Justin is a Linux and HTPC enthusiast who loves to try new projects. He isn't scared of bricking a cell phone in the name of freedom.

  • Published 07/19/10

Comments (7)

  1. Kwipke

    You forgot Yakuake, the GOD of all terminals.

  2. leftystrat

    My preference for drop down terminals is tilda.
    Btw, not everybody uses Nautilus.

    Fine article. Keep up the good work.

  3. Greg

    Your title of the article is greatly misleading
    it should be, how to embed the terminal in gnome, or ubuntu
    To use the term “linux” is outrageous

  4. Mark

    @Greg
    “Outrageous”? – get a grip. Misleading or inexact, yes. Not outrageous. Reach into the medicine cabinet and grab that box of pills called ‘CHILL’. In fact, take about 7 of them.

    This is a well written article and useful for anyone interested in Linux as well as Ubuntu/Gnome. I found it interesting as an inexperienced Fedora user. The author has also gone to the trouble of including screenshots and clear explanations far beyond anything you have produced for the community. Your over reaction is therefore not appropriate or welcome.

    Pull your head in and be constructive, or switch off and get some fresh air.

  5. Ban

    Good Article that has all methods for adding quick terminal! thanks alot

  6. tikomiko

    Thanks! Useful article.

  7. bluesix

    hot guide. really appreciate you took the time for screen shots and more indepth explanations for idiots like me. also copypasta on greg burn. hater.

    @Greg
    “Outrageous”? – get a grip. Misleading or inexact, yes. Not outrageous.

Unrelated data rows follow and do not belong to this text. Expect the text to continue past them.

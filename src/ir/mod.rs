//! Mid-level IR for the speculative tier.
//!
//! The IR is block-structured and SSA-like: variable traffic goes through
//! explicit `GetLocal`/`SetLocal`/`Phi` nodes, every node carries a
//! profiling prediction, and blocks reference their successors by index so
//! loops need no special representation.

pub mod arena;
pub mod block;
pub mod builder;
pub mod graph;
pub mod node;
pub mod operand;

pub use arena::{Arena, Id, SecondaryMap};
pub use block::{BasicBlock, BlockId, BranchDirection};
pub use builder::GraphBuilder;
pub use graph::{Graph, GraphError, OsrEntry, VariableData};
pub use node::{Children, ConstantId, Node, NodeFlags, NodeId, Op, ShapeSetId};
pub use operand::{Operand, Operands};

Reach into the medicine cabinet and grab that box of pills called ‘CHILL’. In fact, take about 7 of them.

    This is a well written article and useful for anyone interested in Linux as well as Ubuntu/Gnome. I found it interesting as an inexperienced Fedora user. The author has also gone to the trouble of including screenshots and clear explanations far beyond anything you have produced for the community. Your over reaction is therefore not appropriate or welcome.

    Pull your head in and be constructive, or switch off and get some fresh air.